**WHAT YOU SHOULD DO:** Below are the records. List every line holding the word "Option".

START SOURCE MATERIAL

//! Undo/redo history.
//!
//! Two stacks of inverse commands:
//! - a mutation pushes its inverse onto the undo stack and clears redo
//! - replaying an undo record yields the forward commands, kept on redo
//! - replaying a redo record yields inverses again, kept on undo
//!
//! The undo stack is bounded; the oldest record falls off first.

use super::command::Command;
use std::collections::VecDeque;
use std::path::PathBuf;

pub const DEFAULT_HISTORY_LIMIT: usize = 256;

/// Inverse commands of one completed mutation and the container they apply to.
#[derive(Debug, Clone, PartialEq, Eq)]
pub struct HistoryRecord {
    /// Replayed front to back.
    pub inverse: Vec<Command>,
    pub context: PathBuf,
}

impl HistoryRecord {
    pub fn new(inverse: Vec<Command>, context: PathBuf) -> Self {
        Self { inverse, context }
    }

    pub fn is_empty(&self) -> bool {
        self.inverse.is_empty()
    }
}

pub struct History {
    undo: VecDeque<HistoryRecord>,
    redo: Vec<HistoryRecord>,
    limit: usize,
}

impl History {
    pub fn new(limit: usize) -> Self {
        Self {
            undo: VecDeque::new(),
            redo: Vec::new(),
            limit: limit.max(1),
        }
    }

    /// Records a fresh mutation; any redo branch is discarded.
    pub fn push(&mut self, record: HistoryRecord) {
        if record.is_empty() {
            return;
        }
        self.redo.clear();
        self.push_undo(record);
    }

    pub fn pop_undo(&mut self) -> Option<HistoryRecord> {
        self.undo.pop_back()
    }

    pub fn pop_redo(&mut self) -> Option<HistoryRecord> {
        self.redo.pop()
    }

    /// Keeps the redo stack intact (used when a redo produces new inverses,
    /// or when a failed undo puts its record back).
    pub fn push_undo(&mut self, record: HistoryRecord) {
        if record.is_empty() {
            return;
        }
        self.undo.push_back(record);
        while self.undo.len() > self.limit {
            self.undo.pop_front();
        }
    }

    pub fn push_redo(&mut self, record: HistoryRecord) {
        if record.is_empty() {
            return;
        }
        self.redo.push(record);
    }

    pub fn can_undo(&self) -> bool {
        !self.undo.is_empty()
    }

    pub fn can_redo(&self) -> bool {
        !self.redo.is_empty()
    }

    pub fn undo_len(&self) -> usize {
        self.undo.len()
    }

    pub fn redo_len(&self) -> usize {
        self.redo.len()
    }

    /// Most recent first.
    pub fn log(&self) -> impl Iterator<Item = &HistoryRecord> {
        self.undo.iter().rev()
    }

    pub fn clear(&mut self) {
        self.undo.clear();
        self.redo.clear();
    }
}

impl Default for History {
    fn default() -> Self {
        Self::new(DEFAULT_HISTORY_LIMIT)
    }
}

#[cfg(test)]
#[path = "../../tests/unit/models/history.rs"]
mod tests;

END SOURCE MATERIAL

**RESULT:**
    pub fn pop_undo(&mut self) -> Option<HistoryRecord> {
    pub fn pop_redo(&mut self) -> Option<HistoryRecord> {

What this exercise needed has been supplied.